Which lines below contain "PendingTransactionBuilder"? Copy every one of them.

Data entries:
_ _ _ _ _

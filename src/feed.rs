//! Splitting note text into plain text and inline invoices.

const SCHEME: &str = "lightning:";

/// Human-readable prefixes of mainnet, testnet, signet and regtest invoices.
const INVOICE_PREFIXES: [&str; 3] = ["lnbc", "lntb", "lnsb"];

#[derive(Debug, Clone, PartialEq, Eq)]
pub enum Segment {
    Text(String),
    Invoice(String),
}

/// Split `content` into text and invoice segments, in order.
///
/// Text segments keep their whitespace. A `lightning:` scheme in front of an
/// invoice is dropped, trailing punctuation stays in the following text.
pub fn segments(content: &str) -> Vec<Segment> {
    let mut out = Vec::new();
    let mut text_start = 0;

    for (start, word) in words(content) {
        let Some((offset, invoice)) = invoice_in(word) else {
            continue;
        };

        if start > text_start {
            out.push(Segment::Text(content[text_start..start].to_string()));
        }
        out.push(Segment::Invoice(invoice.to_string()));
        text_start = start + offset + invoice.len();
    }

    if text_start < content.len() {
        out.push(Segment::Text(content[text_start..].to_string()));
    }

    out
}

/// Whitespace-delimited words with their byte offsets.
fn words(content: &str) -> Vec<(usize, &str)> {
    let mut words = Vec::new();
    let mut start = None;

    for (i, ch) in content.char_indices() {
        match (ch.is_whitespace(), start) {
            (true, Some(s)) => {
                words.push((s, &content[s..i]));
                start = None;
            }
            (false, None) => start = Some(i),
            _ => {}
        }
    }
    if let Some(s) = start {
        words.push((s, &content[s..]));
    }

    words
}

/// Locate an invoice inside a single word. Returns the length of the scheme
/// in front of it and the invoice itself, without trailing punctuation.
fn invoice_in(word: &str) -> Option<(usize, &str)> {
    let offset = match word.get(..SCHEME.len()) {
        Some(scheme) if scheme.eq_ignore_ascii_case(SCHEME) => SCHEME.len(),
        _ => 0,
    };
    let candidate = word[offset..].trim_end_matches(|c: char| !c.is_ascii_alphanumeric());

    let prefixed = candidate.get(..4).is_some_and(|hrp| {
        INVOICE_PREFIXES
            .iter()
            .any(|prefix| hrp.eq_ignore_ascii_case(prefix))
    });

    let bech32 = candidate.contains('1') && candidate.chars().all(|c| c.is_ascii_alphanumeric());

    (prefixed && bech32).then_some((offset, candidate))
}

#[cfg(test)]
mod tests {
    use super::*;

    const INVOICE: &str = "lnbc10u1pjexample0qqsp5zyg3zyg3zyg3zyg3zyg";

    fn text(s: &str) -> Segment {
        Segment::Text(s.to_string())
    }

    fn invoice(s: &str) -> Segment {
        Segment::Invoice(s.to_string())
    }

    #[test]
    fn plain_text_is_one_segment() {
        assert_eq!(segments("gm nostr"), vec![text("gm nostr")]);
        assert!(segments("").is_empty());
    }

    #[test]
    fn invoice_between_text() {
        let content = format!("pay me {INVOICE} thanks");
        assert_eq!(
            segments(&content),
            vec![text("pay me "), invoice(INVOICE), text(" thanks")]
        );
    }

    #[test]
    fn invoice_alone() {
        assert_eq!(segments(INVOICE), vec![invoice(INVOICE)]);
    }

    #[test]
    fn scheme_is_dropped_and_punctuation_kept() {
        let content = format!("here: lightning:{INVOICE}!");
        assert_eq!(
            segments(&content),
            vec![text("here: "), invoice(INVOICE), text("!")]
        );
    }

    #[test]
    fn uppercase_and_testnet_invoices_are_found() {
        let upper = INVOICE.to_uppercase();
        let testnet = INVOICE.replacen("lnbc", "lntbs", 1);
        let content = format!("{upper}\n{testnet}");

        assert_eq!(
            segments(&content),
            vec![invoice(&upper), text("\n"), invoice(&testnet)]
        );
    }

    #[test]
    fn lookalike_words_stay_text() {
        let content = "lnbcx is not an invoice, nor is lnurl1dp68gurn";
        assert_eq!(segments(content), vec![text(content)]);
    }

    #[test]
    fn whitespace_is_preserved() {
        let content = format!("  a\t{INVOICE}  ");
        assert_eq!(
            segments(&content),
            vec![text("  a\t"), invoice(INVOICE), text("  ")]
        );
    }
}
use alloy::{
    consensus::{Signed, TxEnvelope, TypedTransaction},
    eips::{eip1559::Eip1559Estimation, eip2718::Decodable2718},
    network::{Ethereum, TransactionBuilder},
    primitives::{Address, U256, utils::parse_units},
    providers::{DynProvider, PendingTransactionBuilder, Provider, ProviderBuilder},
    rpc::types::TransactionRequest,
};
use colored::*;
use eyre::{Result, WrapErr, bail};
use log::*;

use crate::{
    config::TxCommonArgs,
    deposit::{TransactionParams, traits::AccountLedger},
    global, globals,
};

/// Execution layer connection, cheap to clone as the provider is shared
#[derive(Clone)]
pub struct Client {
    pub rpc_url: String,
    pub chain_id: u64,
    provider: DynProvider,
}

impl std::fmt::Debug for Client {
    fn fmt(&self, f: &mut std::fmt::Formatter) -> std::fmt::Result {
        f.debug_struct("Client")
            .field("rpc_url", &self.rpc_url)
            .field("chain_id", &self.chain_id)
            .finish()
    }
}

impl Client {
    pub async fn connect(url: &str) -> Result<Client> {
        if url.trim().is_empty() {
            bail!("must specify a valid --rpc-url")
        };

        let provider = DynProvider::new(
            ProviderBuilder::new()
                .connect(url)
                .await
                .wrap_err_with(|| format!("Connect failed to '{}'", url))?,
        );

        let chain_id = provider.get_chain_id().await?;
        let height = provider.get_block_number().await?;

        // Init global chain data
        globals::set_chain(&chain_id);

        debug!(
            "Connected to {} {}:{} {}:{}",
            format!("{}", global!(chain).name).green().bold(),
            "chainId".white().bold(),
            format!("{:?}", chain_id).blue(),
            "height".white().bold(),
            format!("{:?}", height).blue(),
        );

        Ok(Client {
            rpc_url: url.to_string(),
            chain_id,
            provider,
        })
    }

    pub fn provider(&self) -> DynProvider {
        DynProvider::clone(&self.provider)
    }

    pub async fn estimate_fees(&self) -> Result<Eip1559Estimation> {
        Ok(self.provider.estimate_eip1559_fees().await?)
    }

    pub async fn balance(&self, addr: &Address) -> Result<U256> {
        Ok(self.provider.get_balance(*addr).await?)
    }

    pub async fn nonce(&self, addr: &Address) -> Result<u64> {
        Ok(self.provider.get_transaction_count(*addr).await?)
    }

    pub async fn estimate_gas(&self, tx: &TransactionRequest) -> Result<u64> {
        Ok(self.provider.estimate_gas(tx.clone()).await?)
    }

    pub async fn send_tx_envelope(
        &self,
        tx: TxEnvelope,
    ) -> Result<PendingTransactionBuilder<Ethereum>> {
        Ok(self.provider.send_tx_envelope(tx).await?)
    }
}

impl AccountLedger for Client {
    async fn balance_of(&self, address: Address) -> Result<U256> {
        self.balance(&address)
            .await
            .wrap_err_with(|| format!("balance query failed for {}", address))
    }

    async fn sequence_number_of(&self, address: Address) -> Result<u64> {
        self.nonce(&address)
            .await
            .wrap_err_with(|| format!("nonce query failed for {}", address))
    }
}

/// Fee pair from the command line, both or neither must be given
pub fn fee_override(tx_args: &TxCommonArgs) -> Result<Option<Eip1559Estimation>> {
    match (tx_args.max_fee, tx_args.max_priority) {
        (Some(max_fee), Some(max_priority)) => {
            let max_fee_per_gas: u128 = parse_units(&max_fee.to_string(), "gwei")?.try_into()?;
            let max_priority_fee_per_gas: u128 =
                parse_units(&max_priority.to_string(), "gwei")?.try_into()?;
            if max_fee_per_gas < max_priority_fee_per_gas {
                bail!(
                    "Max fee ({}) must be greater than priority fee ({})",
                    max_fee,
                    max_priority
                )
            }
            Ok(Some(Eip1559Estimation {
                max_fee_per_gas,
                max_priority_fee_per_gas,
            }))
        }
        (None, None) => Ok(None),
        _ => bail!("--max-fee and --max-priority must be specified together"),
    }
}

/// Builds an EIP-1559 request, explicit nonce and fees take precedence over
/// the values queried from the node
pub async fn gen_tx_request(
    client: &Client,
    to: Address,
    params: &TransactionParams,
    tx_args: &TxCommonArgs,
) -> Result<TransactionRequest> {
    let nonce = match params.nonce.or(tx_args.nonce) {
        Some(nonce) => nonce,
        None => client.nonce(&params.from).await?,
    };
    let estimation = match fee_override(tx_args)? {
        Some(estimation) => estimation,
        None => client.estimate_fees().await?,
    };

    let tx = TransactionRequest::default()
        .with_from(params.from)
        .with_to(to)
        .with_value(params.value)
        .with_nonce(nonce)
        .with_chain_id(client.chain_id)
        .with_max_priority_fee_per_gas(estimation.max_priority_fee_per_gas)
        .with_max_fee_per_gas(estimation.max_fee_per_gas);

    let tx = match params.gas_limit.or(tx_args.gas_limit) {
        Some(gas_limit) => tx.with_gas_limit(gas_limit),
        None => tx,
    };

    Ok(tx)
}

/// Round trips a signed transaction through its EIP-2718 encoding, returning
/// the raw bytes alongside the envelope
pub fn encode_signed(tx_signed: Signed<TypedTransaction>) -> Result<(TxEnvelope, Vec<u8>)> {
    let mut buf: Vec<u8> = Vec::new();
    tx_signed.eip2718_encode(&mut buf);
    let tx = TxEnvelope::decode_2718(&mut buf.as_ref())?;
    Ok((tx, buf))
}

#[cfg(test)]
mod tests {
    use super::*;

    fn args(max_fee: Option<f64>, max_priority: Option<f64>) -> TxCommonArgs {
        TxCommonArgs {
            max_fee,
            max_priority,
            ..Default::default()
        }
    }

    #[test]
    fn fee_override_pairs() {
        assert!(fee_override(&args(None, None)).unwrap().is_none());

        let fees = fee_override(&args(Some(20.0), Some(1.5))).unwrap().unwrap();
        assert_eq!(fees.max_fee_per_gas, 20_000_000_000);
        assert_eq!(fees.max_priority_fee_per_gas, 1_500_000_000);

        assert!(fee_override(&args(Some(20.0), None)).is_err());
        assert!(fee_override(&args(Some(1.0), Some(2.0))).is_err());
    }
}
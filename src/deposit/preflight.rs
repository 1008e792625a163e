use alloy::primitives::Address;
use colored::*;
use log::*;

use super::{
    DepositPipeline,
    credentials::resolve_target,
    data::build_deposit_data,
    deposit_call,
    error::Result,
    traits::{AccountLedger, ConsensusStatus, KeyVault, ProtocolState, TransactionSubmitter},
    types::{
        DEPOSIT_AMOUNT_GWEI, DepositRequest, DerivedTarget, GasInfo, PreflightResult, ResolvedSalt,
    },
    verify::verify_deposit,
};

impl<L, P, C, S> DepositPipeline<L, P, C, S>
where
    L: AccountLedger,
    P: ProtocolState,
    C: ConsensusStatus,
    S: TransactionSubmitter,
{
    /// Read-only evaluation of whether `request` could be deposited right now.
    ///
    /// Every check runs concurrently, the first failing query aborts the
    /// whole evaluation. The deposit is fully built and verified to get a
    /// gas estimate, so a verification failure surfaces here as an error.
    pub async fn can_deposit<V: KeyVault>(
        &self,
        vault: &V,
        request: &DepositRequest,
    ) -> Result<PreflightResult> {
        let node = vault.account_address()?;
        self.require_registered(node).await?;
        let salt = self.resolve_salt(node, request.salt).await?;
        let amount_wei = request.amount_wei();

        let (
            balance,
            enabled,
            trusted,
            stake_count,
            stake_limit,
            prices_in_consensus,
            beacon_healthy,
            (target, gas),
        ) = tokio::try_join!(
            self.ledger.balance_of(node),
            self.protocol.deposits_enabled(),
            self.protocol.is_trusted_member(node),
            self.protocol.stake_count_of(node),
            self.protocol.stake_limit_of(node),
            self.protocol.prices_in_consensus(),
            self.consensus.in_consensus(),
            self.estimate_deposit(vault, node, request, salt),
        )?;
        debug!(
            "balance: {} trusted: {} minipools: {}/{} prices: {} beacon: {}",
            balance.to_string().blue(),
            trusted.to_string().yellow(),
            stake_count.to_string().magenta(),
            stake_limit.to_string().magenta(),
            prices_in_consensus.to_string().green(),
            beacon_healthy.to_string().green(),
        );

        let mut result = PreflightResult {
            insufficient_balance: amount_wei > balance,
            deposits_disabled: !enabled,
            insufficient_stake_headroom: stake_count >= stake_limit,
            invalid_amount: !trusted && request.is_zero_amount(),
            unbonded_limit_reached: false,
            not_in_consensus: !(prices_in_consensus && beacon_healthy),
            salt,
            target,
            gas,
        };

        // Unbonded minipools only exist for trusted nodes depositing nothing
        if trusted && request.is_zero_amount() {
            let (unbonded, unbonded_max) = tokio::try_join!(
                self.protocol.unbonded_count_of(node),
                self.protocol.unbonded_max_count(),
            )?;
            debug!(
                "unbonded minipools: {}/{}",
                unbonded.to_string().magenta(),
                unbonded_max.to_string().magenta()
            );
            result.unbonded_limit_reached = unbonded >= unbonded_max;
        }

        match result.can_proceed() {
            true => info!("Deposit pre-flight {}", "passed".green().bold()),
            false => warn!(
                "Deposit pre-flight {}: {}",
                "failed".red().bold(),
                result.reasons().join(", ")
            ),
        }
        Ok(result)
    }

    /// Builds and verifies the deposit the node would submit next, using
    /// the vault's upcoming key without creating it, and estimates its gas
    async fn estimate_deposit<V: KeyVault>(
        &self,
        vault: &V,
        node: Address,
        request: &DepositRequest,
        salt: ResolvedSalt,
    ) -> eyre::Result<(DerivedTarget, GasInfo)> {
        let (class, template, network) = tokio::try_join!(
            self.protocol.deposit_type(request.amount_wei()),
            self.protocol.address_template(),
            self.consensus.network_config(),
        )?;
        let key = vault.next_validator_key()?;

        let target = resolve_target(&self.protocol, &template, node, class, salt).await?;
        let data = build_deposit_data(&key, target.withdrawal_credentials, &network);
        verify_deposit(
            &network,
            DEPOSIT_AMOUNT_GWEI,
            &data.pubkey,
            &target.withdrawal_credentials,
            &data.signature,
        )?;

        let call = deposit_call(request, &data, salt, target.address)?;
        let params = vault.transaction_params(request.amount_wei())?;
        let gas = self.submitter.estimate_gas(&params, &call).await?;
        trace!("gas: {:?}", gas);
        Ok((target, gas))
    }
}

_ _ _ _ _

- _Task output_:
    providers::{DynProvider, PendingTransactionBuilder, Provider, ProviderBuilder},
    ) -> Result<PendingTransactionBuilder<Ethereum>> {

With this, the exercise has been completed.